WORK ORDER => Gather up every line from the entries below that uses the word "tracing".

DATASET EXTRACT =>
//! Handlers for the `/shows` resource.
//!
//! Reads are public. Creating and deleting require an authenticated caller.

use axum::extract::State;
use axum::http::StatusCode;
use axum::response::IntoResponse;
use axum::Json;
use marquee_core::show::CreateShow;
use marquee_core::types::DbId;

use crate::error::AppResult;
use crate::extract::{AppJson, AppPath};
use crate::middleware::auth::AuthUser;
use crate::response::MessageResponse;
use crate::state::AppState;

/// GET /api/v1/shows
///
/// List every show with movie and theater fields flattened in.
pub async fn list(State(state): State<AppState>) -> AppResult<impl IntoResponse> {
    let shows = state.shows.list_all().await?;
    Ok(Json(shows))
}

/// GET /api/v1/shows/theater/{theater_id}
///
/// List the shows at one theater, earliest first. Unknown theaters yield `[]`.
pub async fn list_by_theater(
    State(state): State<AppState>,
    AppPath(theater_id): AppPath<DbId>,
) -> AppResult<impl IntoResponse> {
    let shows = state.shows.list_by_theater(theater_id).await?;
    Ok(Json(shows))
}

/// GET /api/v1/shows/{id}
pub async fn get_by_id(
    State(state): State<AppState>,
    AppPath(id): AppPath<DbId>,
) -> AppResult<impl IntoResponse> {
    let show = state.shows.get_by_id(id).await?;
    Ok(Json(show))
}

/// POST /api/v1/shows
///
/// Create a show after checking that its movie and theater exist.
pub async fn create(
    State(state): State<AppState>,
    user: AuthUser,
    AppJson(input): AppJson<CreateShow>,
) -> AppResult<impl IntoResponse> {
    tracing::info!(user_id = user.user_id, role = %user.role, "Creating show");
    let show = state.shows.create(&input).await?;
    Ok((StatusCode::CREATED, Json(show)))
}

/// DELETE /api/v1/shows/{id}
pub async fn delete(
    State(state): State<AppState>,
    user: AuthUser,
    AppPath(id): AppPath<DbId>,
) -> AppResult<impl IntoResponse> {
    tracing::info!(
        user_id = user.user_id,
        role = %user.role,
        show_id = id,
        "Deleting show"
    );
    state.shows.delete(id).await?;
    Ok(Json(MessageResponse {
        message: "Show deleted successfully",
    }))
}
use axum::http::StatusCode;
use axum::response::{IntoResponse, Response};
use marquee_core::error::CoreError;
use serde_json::json;

/// Application-level error type for HTTP handlers.
///
/// Wraps [`CoreError`] and implements [`IntoResponse`] to produce consistent
/// `{ "error", "code" }` JSON bodies. Not-found bodies also carry the text
/// under `message`, which older clients read.
#[derive(Debug, thiserror::Error)]
pub enum AppError {
    /// A domain-level error from `marquee_core`.
    #[error(transparent)]
    Core(#[from] CoreError),

    /// A malformed request body or path segment.
    #[error("Bad request: {0}")]
    BadRequest(String),
}

/// Convenience type alias for handler return values.
pub type AppResult<T> = Result<T, AppError>;

impl IntoResponse for AppError {
    fn into_response(self) -> Response {
        let (status, code, message) = match &self {
            AppError::Core(core) => match core {
                CoreError::NotFound { entity, id } => {
                    tracing::debug!(entity, id, "Entity not found");
                    let message = format!("{entity} not found");
                    let body = json!({
                        "error": message,
                        "message": message,
                        "code": "NOT_FOUND",
                    });
                    return (StatusCode::NOT_FOUND, axum::Json(body)).into_response();
                }
                CoreError::Validation(msg) => {
                    (StatusCode::BAD_REQUEST, "VALIDATION_ERROR", msg.clone())
                }
                CoreError::Unauthorized(msg) => {
                    (StatusCode::UNAUTHORIZED, "UNAUTHORIZED", msg.clone())
                }
                CoreError::Store(msg) => {
                    tracing::error!(error = %msg, "Store failure");
                    (
                        StatusCode::INTERNAL_SERVER_ERROR,
                        "INTERNAL_ERROR",
                        msg.clone(),
                    )
                }
            },

            // --- HTTP-specific errors ---
            AppError::BadRequest(msg) => (StatusCode::BAD_REQUEST, "BAD_REQUEST", msg.clone()),
        };

        let body = json!({
            "error": message,
            "code": code,
        });

        (status, axum::Json(body)).into_response()
    }
}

SOLUTION =>
    tracing::info!(user_id = user.user_id, role = %user.role, "Creating show");
    tracing::info!(
                    tracing::debug!(entity, id, "Entity not found");
                    tracing::error!(error = %msg, "Store failure");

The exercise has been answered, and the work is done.